━━━━━ Records for processing ━━━━━

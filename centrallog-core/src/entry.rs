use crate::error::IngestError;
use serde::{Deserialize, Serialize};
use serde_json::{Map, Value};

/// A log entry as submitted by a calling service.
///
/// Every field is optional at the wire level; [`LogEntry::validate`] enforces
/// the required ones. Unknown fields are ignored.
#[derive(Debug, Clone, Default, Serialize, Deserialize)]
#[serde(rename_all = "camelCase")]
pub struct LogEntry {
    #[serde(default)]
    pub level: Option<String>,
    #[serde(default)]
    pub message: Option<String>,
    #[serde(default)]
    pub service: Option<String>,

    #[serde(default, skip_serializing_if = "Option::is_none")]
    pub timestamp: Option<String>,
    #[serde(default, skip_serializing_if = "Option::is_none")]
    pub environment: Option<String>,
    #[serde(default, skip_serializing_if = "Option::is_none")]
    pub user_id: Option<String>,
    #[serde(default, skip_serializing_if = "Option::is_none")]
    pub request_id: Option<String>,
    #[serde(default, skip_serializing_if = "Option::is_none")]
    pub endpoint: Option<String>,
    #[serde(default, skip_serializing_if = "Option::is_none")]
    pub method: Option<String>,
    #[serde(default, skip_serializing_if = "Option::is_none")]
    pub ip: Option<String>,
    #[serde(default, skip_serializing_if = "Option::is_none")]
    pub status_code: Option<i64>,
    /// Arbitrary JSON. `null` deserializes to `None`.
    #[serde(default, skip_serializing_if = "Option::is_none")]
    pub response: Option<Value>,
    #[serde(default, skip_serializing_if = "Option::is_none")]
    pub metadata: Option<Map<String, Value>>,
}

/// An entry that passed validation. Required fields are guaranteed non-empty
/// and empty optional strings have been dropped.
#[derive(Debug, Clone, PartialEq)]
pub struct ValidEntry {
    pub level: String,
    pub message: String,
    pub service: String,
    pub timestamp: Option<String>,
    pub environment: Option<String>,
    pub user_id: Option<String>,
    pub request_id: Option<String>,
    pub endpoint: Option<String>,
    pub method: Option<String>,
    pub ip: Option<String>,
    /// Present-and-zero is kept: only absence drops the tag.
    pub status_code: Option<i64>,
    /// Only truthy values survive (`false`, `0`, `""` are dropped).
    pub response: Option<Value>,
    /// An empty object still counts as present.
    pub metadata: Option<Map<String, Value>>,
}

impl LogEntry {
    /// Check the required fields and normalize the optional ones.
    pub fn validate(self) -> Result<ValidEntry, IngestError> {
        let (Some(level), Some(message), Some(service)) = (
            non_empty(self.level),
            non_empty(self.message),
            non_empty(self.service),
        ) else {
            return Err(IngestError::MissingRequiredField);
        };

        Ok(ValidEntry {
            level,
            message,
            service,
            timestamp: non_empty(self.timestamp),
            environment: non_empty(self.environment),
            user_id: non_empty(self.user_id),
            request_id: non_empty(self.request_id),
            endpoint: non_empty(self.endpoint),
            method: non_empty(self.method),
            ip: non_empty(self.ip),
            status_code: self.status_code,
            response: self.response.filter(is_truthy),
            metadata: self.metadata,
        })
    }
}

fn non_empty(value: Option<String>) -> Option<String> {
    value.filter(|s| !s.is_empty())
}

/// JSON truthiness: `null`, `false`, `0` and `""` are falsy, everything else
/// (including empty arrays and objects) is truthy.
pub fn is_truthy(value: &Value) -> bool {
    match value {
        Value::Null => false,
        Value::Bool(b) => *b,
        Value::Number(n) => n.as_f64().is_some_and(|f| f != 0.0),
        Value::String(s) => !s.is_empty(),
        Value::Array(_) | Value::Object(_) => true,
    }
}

━━━━━

Would you please copy the lines above, from the one holding "falsy, everything else" through the last, and nothing else?

## Answer box
/// JSON truthiness: `null`, `false`, `0` and `""` are falsy, everything else
/// (including empty arrays and objects) is truthy.
pub fn is_truthy(value: &Value) -> bool {
    match value {
        Value::Null => false,
        Value::Bool(b) => *b,
        Value::Number(n) => n.as_f64().is_some_and(|f| f != 0.0),
        Value::String(s) => !s.is_empty(),
        Value::Array(_) | Value::Object(_) => true,
    }
}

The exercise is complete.